■ Work item
Select, from the material below, each line with "store" in it.

====================

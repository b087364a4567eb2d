//! State management module
//!
//! Per-chat timer state, its settings, and the store that owns it.

pub mod app_state;
pub mod chat_id;
pub mod settings;
pub mod store;
pub mod task;
pub mod timer_state;

// Re-export main types
pub use app_state::AppState;
pub use chat_id::ChatId;
pub use settings::Settings;
pub use store::TimerStore;
pub use task::Task;
pub use timer_state::{ExpiryHandle, RunState, TimerPhase, TimerState, TimerStatus};
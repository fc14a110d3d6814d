use crate::{CalendarDate, Month, ViewMonth, Year};

pub fn date(year: u16, month: u8, day: u8) -> CalendarDate {
    CalendarDate::new(year, month, day).expect("valid test date")
}

pub fn view(year: u16, month: u8) -> ViewMonth {
    ViewMonth::new(year, month).expect("valid test view month")
}

pub fn year(value: u16) -> Year {
    Year::new(value).expect("valid test year")
}

pub fn month(value: u8) -> Month {
    Month::new(value).expect("valid test month")
}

====================

■ Solution to this exercise
//! Per-chat timer state, its settings, and the store that owns it.
pub mod store;
pub use store::TimerStore;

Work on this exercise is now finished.